Segment Open
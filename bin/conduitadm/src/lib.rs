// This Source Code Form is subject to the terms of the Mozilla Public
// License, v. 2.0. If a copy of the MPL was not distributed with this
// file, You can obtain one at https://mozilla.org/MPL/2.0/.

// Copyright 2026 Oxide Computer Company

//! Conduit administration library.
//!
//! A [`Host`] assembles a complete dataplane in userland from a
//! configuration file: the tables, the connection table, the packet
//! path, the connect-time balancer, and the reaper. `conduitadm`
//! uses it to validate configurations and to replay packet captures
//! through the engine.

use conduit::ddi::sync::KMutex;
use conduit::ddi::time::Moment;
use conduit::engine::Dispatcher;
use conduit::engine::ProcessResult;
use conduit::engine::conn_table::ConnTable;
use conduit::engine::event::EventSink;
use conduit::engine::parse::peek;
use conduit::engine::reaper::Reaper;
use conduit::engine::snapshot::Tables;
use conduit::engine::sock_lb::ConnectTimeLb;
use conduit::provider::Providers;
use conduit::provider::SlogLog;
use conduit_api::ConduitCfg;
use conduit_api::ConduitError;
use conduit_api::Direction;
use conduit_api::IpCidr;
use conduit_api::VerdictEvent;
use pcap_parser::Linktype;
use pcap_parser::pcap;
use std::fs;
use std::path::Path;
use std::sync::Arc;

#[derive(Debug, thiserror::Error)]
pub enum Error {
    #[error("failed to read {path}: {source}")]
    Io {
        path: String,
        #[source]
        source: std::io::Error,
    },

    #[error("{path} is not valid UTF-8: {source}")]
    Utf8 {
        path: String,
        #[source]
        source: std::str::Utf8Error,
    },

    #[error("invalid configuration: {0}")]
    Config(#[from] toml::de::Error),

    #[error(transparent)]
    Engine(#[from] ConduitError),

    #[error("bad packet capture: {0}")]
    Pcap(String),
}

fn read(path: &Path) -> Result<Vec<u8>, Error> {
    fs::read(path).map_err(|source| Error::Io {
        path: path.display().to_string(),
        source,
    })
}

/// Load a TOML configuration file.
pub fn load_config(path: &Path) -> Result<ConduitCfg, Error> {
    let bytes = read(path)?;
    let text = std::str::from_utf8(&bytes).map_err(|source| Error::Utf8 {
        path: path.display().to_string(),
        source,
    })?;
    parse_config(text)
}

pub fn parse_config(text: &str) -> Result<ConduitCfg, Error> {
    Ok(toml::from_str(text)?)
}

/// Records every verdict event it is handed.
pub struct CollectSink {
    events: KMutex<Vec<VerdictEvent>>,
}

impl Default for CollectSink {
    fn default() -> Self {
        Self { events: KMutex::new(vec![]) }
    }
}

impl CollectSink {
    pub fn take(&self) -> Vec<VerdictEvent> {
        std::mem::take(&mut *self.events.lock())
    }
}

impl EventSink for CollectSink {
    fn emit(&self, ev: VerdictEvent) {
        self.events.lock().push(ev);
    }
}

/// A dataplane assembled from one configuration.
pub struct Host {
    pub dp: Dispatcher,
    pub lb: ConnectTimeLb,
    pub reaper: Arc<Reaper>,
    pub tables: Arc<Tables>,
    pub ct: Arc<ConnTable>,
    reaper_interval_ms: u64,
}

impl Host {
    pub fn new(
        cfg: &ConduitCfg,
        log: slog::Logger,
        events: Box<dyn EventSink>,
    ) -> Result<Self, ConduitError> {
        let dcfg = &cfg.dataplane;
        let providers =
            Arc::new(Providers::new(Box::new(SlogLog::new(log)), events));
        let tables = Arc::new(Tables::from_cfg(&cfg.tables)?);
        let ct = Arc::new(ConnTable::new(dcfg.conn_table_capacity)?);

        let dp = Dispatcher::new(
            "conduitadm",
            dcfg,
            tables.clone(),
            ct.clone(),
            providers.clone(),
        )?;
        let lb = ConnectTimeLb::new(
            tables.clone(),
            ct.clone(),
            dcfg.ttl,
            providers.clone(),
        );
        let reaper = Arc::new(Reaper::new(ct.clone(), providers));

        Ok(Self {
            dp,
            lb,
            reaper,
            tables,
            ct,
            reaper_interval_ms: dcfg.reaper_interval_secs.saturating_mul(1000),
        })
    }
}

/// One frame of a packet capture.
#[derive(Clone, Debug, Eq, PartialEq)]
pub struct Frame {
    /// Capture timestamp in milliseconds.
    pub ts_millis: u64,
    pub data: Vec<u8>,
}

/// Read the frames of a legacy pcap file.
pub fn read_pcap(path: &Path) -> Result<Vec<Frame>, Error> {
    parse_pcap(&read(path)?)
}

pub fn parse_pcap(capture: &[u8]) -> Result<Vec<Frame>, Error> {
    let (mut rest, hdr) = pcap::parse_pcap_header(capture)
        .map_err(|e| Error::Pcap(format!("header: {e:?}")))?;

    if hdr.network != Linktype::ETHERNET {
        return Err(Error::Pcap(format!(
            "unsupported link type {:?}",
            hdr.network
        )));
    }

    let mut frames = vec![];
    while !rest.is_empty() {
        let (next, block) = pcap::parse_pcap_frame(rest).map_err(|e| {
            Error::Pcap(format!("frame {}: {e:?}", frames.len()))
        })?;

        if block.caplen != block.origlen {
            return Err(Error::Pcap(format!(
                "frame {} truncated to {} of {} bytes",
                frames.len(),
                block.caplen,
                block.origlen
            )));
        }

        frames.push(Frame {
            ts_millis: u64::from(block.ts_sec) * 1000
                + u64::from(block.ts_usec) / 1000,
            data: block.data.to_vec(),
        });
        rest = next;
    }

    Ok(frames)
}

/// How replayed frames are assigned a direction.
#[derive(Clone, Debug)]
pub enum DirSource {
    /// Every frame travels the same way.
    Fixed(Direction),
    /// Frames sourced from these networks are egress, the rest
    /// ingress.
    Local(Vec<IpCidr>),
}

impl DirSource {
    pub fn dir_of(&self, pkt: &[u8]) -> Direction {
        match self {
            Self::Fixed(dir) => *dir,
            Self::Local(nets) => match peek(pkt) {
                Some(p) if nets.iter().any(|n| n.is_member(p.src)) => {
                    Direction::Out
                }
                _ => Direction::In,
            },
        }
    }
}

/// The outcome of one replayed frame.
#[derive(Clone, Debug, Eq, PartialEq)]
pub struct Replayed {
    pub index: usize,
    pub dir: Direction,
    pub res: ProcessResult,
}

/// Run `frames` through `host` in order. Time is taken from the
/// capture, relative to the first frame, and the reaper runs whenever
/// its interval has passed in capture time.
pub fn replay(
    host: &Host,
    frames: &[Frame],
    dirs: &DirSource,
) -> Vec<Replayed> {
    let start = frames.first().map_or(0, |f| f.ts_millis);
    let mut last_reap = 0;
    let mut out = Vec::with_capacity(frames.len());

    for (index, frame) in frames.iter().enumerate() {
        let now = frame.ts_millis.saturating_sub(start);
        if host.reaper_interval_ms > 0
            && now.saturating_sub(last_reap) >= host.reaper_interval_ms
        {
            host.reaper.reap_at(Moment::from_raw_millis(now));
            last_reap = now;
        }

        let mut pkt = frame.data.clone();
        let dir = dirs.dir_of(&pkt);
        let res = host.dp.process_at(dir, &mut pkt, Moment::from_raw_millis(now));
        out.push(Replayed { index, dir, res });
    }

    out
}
Segment Closed
Segment Open
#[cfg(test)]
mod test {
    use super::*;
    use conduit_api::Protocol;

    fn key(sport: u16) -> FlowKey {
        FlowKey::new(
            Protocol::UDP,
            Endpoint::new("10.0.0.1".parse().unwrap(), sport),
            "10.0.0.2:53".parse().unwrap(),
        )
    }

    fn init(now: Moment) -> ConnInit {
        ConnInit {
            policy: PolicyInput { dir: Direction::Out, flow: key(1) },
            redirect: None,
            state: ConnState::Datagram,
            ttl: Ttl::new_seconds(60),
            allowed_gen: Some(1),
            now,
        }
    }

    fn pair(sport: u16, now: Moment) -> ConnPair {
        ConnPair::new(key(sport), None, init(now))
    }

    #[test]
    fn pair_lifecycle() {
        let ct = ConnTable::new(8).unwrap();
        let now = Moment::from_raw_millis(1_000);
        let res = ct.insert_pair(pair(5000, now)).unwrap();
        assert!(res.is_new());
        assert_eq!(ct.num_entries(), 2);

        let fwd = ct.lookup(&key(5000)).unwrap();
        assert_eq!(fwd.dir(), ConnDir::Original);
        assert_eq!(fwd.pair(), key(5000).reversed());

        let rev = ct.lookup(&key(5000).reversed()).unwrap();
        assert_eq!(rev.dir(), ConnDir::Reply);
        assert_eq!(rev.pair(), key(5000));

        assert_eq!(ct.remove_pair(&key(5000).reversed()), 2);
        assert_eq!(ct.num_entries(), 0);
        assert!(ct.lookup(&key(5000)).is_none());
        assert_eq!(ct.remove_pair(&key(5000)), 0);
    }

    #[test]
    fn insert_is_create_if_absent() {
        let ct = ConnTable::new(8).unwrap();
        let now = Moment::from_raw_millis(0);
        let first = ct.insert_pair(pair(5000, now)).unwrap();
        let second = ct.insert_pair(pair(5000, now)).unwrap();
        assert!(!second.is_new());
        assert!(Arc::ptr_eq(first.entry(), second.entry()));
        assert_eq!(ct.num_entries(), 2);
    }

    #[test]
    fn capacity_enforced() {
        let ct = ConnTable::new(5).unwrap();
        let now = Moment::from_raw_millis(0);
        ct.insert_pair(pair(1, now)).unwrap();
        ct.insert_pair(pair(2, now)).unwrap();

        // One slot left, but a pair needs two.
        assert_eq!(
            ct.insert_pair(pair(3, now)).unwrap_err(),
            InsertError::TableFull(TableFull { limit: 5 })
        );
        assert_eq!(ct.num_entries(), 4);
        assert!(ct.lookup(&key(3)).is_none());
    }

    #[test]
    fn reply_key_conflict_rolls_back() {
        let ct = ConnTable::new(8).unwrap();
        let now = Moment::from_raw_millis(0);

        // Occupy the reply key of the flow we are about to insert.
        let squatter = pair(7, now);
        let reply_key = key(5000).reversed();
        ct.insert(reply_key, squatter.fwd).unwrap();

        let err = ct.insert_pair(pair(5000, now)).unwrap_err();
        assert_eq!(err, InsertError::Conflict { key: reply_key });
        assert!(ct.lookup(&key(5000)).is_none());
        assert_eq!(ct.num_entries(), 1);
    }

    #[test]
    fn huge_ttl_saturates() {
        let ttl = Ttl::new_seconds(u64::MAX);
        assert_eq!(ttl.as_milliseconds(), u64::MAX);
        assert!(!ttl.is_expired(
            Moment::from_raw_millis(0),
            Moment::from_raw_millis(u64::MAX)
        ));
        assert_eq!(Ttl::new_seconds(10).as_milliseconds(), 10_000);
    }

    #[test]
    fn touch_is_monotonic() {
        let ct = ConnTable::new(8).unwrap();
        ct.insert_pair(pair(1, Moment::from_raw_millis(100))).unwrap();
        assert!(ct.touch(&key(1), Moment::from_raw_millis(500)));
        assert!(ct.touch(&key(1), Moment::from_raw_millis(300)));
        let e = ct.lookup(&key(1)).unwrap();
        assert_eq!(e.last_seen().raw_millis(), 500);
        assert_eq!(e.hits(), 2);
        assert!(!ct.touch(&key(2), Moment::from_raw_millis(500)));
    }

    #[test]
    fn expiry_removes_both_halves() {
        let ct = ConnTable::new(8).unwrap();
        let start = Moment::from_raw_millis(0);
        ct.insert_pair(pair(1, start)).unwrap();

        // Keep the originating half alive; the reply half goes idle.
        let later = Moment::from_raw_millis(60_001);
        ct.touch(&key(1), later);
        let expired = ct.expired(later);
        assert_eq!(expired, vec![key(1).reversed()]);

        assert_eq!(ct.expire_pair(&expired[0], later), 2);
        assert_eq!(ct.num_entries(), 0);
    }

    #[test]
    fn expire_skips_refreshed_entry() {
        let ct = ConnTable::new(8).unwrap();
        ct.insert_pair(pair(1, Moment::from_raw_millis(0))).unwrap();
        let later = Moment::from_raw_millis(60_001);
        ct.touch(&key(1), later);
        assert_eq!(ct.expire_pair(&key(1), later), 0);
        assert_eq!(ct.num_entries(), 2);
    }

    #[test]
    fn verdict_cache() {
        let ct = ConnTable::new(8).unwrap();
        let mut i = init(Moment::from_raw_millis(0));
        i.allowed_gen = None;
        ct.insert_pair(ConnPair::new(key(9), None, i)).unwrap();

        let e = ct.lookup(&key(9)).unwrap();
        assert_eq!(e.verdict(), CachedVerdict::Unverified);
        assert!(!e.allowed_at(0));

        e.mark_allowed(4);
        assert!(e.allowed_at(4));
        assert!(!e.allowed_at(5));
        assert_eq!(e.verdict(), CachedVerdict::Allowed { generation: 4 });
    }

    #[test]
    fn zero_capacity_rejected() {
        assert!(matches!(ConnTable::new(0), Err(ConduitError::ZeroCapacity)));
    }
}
Segment Closed
Segment Open
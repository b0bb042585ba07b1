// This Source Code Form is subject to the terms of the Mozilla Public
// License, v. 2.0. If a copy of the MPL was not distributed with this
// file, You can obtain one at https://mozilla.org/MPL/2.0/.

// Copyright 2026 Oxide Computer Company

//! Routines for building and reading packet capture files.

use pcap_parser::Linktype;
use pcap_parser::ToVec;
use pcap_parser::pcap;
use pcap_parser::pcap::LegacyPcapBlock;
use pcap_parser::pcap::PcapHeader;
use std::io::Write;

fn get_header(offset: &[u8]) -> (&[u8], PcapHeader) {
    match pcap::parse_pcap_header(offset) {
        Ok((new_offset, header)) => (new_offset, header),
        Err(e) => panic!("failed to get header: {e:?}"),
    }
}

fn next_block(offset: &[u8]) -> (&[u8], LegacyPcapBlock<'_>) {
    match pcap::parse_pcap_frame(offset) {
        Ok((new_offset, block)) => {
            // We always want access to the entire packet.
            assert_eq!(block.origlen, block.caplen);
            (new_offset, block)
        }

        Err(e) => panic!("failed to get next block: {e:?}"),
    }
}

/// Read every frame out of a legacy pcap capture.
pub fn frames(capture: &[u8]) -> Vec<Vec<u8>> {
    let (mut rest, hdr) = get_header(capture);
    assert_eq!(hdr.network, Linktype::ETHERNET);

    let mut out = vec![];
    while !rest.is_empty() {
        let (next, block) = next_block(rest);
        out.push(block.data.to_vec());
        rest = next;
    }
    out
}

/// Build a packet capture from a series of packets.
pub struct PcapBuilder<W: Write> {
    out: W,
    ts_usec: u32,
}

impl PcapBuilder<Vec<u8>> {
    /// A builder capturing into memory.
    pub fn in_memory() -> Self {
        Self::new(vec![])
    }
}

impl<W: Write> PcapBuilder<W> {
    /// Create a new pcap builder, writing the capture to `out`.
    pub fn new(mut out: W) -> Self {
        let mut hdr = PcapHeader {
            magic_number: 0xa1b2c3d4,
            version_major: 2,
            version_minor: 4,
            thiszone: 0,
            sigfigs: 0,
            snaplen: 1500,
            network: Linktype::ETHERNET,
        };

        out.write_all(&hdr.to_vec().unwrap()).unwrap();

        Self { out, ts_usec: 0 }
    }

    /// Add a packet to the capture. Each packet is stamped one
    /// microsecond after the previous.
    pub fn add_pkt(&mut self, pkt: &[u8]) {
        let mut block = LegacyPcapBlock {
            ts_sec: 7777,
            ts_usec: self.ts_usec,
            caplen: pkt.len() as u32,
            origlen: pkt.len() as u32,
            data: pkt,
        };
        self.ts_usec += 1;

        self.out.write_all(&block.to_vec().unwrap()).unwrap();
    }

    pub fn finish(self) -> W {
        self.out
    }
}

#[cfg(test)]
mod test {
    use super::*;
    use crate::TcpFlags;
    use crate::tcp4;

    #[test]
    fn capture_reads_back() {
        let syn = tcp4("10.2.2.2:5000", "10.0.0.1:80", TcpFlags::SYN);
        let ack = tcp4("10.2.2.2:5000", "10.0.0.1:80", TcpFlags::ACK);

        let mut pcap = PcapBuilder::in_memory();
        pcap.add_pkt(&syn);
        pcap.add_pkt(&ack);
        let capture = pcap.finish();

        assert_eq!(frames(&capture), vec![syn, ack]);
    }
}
Segment Closed
Task: Scan the entries above for the line containing "after the previous.", and copy it and all lines after it exactly, down to and including the line containing "use crate::TcpFlags;".

Problem solution:
    /// microsecond after the previous.
    pub fn add_pkt(&mut self, pkt: &[u8]) {
        let mut block = LegacyPcapBlock {
            ts_sec: 7777,
            ts_usec: self.ts_usec,
            caplen: pkt.len() as u32,
            origlen: pkt.len() as u32,
            data: pkt,
        };
        self.ts_usec += 1;

        self.out.write_all(&block.to_vec().unwrap()).unwrap();
    }

    pub fn finish(self) -> W {
        self.out
    }
}

#[cfg(test)]
mod test {
    use super::*;
    use crate::TcpFlags;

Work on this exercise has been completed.